**Work instructions**: Among the records below, find each line containing the word "runs" and copy it.

**Exercise materials**:
==============================
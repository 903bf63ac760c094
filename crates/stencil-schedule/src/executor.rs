//! Concurrent execution of an [`ExecutionPlan`].
//!
//! Phases run strictly one after another. Blocks of a parallel phase are
//! spread over tokio's blocking pool, at most `max_concurrency` at a time;
//! every other phase runs its blocks one by one in id order. Script
//! evaluation is synchronous and host calls may block, hence the blocking
//! pool.

use std::collections::{BTreeMap, HashMap};
use std::sync::Arc;
use std::sync::atomic::{AtomicUsize, Ordering};
use std::time::{Duration, Instant};

use futures::future::join_all;
use serde::Serialize;
use stencil_foundation::CancellationToken;
use stencil_foundation::coercion::to_display_string;
use stencil_script::{ScriptEngine, ScriptError};
use tokio::sync::Semaphore;
use tracing::{debug, info, instrument, warn};

use crate::block::TemplateBlock;
use crate::config::{ConfigError, ExecutorConfig};
use crate::plan::{ExecutionPhase, ExecutionPlan};

/// Reason given to a block's token when its timeout fires.
pub const TIMEOUT_REASON: &str = "timeout";

/// How one block ended.
#[derive(Debug, Clone)]
pub enum BlockOutcome {
    /// Text the block produced: its `tR` output, or the value of an
    /// interpolation.
    Success(String),
    Failure(ScriptError),
    Timeout,
    /// Not run, or stopped by cancellation. Not an error.
    Cancelled,
}

impl BlockOutcome {
    pub fn is_success(&self) -> bool {
        matches!(self, BlockOutcome::Success(_))
    }

    /// Failures and timeouts; these trip fail-fast.
    pub fn is_failure(&self) -> bool {
        matches!(self, BlockOutcome::Failure(_) | BlockOutcome::Timeout)
    }

    /// Text to splice in place of the block. `None` leaves the choice of
    /// keeping or stripping the original text to the caller.
    pub fn render(&self) -> Option<String> {
        match self {
            BlockOutcome::Success(text) => Some(text.clone()),
            BlockOutcome::Failure(err) => Some(err.render()),
            BlockOutcome::Timeout | BlockOutcome::Cancelled => None,
        }
    }

    pub fn label(&self) -> &'static str {
        match self {
            BlockOutcome::Success(_) => "success",
            BlockOutcome::Failure(_) => "failure",
            BlockOutcome::Timeout => "timeout",
            BlockOutcome::Cancelled => "cancelled",
        }
    }
}

/// Outcome counts of a run.
#[derive(Debug, Clone, Copy, Default, PartialEq, Eq, Serialize)]
pub struct ReportSummary {
    pub succeeded: usize,
    pub failed: usize,
    pub timed_out: usize,
    pub cancelled: usize,
}

/// Per-block outcomes of one run, keyed by block id.
#[derive(Debug, Clone, Default)]
pub struct ExecutionReport {
    pub results: BTreeMap<usize, BlockOutcome>,
    /// Phases that started (not skipped).
    pub phases_run: usize,
    pub elapsed: Duration,
}

impl ExecutionReport {
    pub fn get(&self, block_id: usize) -> Option<&BlockOutcome> {
        self.results.get(&block_id)
    }

    pub fn summary(&self) -> ReportSummary {
        let mut summary = ReportSummary::default();
        for outcome in self.results.values() {
            match outcome {
                BlockOutcome::Success(_) => summary.succeeded += 1,
                BlockOutcome::Failure(_) => summary.failed += 1,
                BlockOutcome::Timeout => summary.timed_out += 1,
                BlockOutcome::Cancelled => summary.cancelled += 1,
            }
        }
        summary
    }
}

/// Counts a running block until dropped.
struct ActiveGuard(Arc<AtomicUsize>);

impl ActiveGuard {
    fn enter(counter: &Arc<AtomicUsize>) -> Self {
        counter.fetch_add(1, Ordering::SeqCst);
        Self(Arc::clone(counter))
    }
}

impl Drop for ActiveGuard {
    fn drop(&mut self) {
        self.0.fetch_sub(1, Ordering::SeqCst);
    }
}

pub struct ParallelExecutor {
    engine: Arc<ScriptEngine>,
    config: ExecutorConfig,
    permits: Arc<Semaphore>,
    active: Arc<AtomicUsize>,
}

impl std::fmt::Debug for ParallelExecutor {
    fn fmt(&self, f: &mut std::fmt::Formatter<'_>) -> std::fmt::Result {
        f.debug_struct("ParallelExecutor")
            .field("config", &self.config)
            .field("active", &self.active_tasks())
            .finish()
    }
}

impl ParallelExecutor {
    pub fn new(engine: Arc<ScriptEngine>, config: ExecutorConfig) -> Result<Self, ConfigError> {
        config.validate()?;
        Ok(Self {
            permits: Arc::new(Semaphore::new(config.max_concurrency)),
            active: Arc::new(AtomicUsize::new(0)),
            engine,
            config,
        })
    }

    pub fn engine(&self) -> &Arc<ScriptEngine> {
        &self.engine
    }

    pub fn config(&self) -> &ExecutorConfig {
        &self.config
    }

    /// Blocks currently executing, including timed-out blocks that have not
    /// yet observed their cancellation.
    pub fn active_tasks(&self) -> usize {
        self.active.load(Ordering::SeqCst)
    }

    /// Run every phase of `plan` over `blocks`.
    ///
    /// `cancel` is checked before each phase; once it fires, every block of
    /// the remaining phases is reported [`BlockOutcome::Cancelled`].
    pub async fn execute(
        &self,
        blocks: &[TemplateBlock],
        plan: &ExecutionPlan,
        cancel: &CancellationToken,
    ) -> ExecutionReport {
        let started = Instant::now();
        let lookup: HashMap<usize, Arc<TemplateBlock>> = blocks
            .iter()
            .map(|block| (block.id, Arc::new(block.clone())))
            .collect();

        info!(%plan, "executing plan");
        let mut report = ExecutionReport::default();
        let mut halted = false;

        for phase in &plan.phases {
            if !halted && cancel.is_cancelled() {
                warn!(phase = phase.index, reason = ?cancel.reason(), "run cancelled");
                halted = true;
            }
            if halted {
                report
                    .results
                    .extend(phase.block_ids().map(|id| (id, BlockOutcome::Cancelled)));
                continue;
            }

            let outcomes = self.run_phase(phase, &lookup, cancel).await;
            report.phases_run += 1;
            let failed = outcomes.iter().any(|(_, outcome)| outcome.is_failure());
            report.results.extend(outcomes);

            if failed && self.config.fail_fast {
                warn!(phase = phase.index, "block failed, skipping remaining phases");
                halted = true;
            }
        }

        report.elapsed = started.elapsed();
        info!(
            phases = report.phases_run,
            elapsed_ms = report.elapsed.as_millis() as u64,
            summary = ?report.summary(),
            "run finished"
        );
        report
    }

    #[instrument(
        skip_all,
        fields(phase = phase.index, blocks = phase.len(), parallel = phase.can_parallelize())
    )]
    async fn run_phase(
        &self,
        phase: &ExecutionPhase,
        lookup: &HashMap<usize, Arc<TemplateBlock>>,
        cancel: &CancellationToken,
    ) -> Vec<(usize, BlockOutcome)> {
        let blocks: Vec<Arc<TemplateBlock>> = phase
            .block_ids()
            .filter_map(|id| {
                let block = lookup.get(&id).cloned();
                if block.is_none() {
                    warn!(block = id, "planned block missing from input");
                }
                block
            })
            .collect();

        if phase.can_parallelize() {
            let runs = blocks
                .into_iter()
                .map(|block| async move { (block.id, self.run_block(block, cancel).await) });
            join_all(runs).await
        } else {
            let mut outcomes = Vec::with_capacity(blocks.len());
            for block in blocks {
                outcomes.push((block.id, self.run_block(block, cancel).await));
            }
            outcomes
        }
    }

    #[instrument(skip_all, fields(block = block.id))]
    async fn run_block(&self, block: Arc<TemplateBlock>, cancel: &CancellationToken) -> BlockOutcome {
        let Ok(permit) = Arc::clone(&self.permits).acquire_owned().await else {
            return BlockOutcome::Cancelled;
        };

        let block_token = CancellationToken::new();
        let token = CancellationToken::link(cancel, &block_token);
        let engine = Arc::clone(&self.engine);
        let active = ActiveGuard::enter(&self.active);

        // The permit and the active count are released when the script
        // returns, not when the timeout fires.
        let task = tokio::task::spawn_blocking(move || {
            let _permit = permit;
            let _active = active;
            run_script(&engine, &block, &token)
        });

        let joined = match self.config.block_timeout {
            Some(limit) => match tokio::time::timeout(limit, task).await {
                Ok(joined) => joined,
                Err(_) => {
                    block_token.cancel_with_reason(TIMEOUT_REASON);
                    warn!(timeout_ms = limit.as_millis() as u64, "block timed out");
                    return BlockOutcome::Timeout;
                }
            },
            None => task.await,
        };

        joined.unwrap_or_else(|err| {
            BlockOutcome::Failure(ScriptError::Host(format!("block task failed: {err}")))
        })
    }
}

fn run_script(engine: &ScriptEngine, block: &TemplateBlock, token: &CancellationToken) -> BlockOutcome {
    let result = if block.is_execution {
        engine.execute_block(&block.command, token)
    } else {
        engine
            .evaluate_expression(&block.command, token)
            .map(|value| to_display_string(&value))
    };

    match result {
        Ok(text) => BlockOutcome::Success(text),
        Err(err) if err.is_cancelled() => {
            warn!(block = block.id, %err, "block cancelled");
            BlockOutcome::Cancelled
        }
        Err(err) => {
            debug!(block = block.id, %err, "block failed");
            BlockOutcome::Failure(err)
        }
    }
}

#[cfg(test)]
mod tests;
==============================
**Answer to this task**:
//! every other phase runs its blocks one by one in id order. Script
            let runs = blocks
            join_all(runs).await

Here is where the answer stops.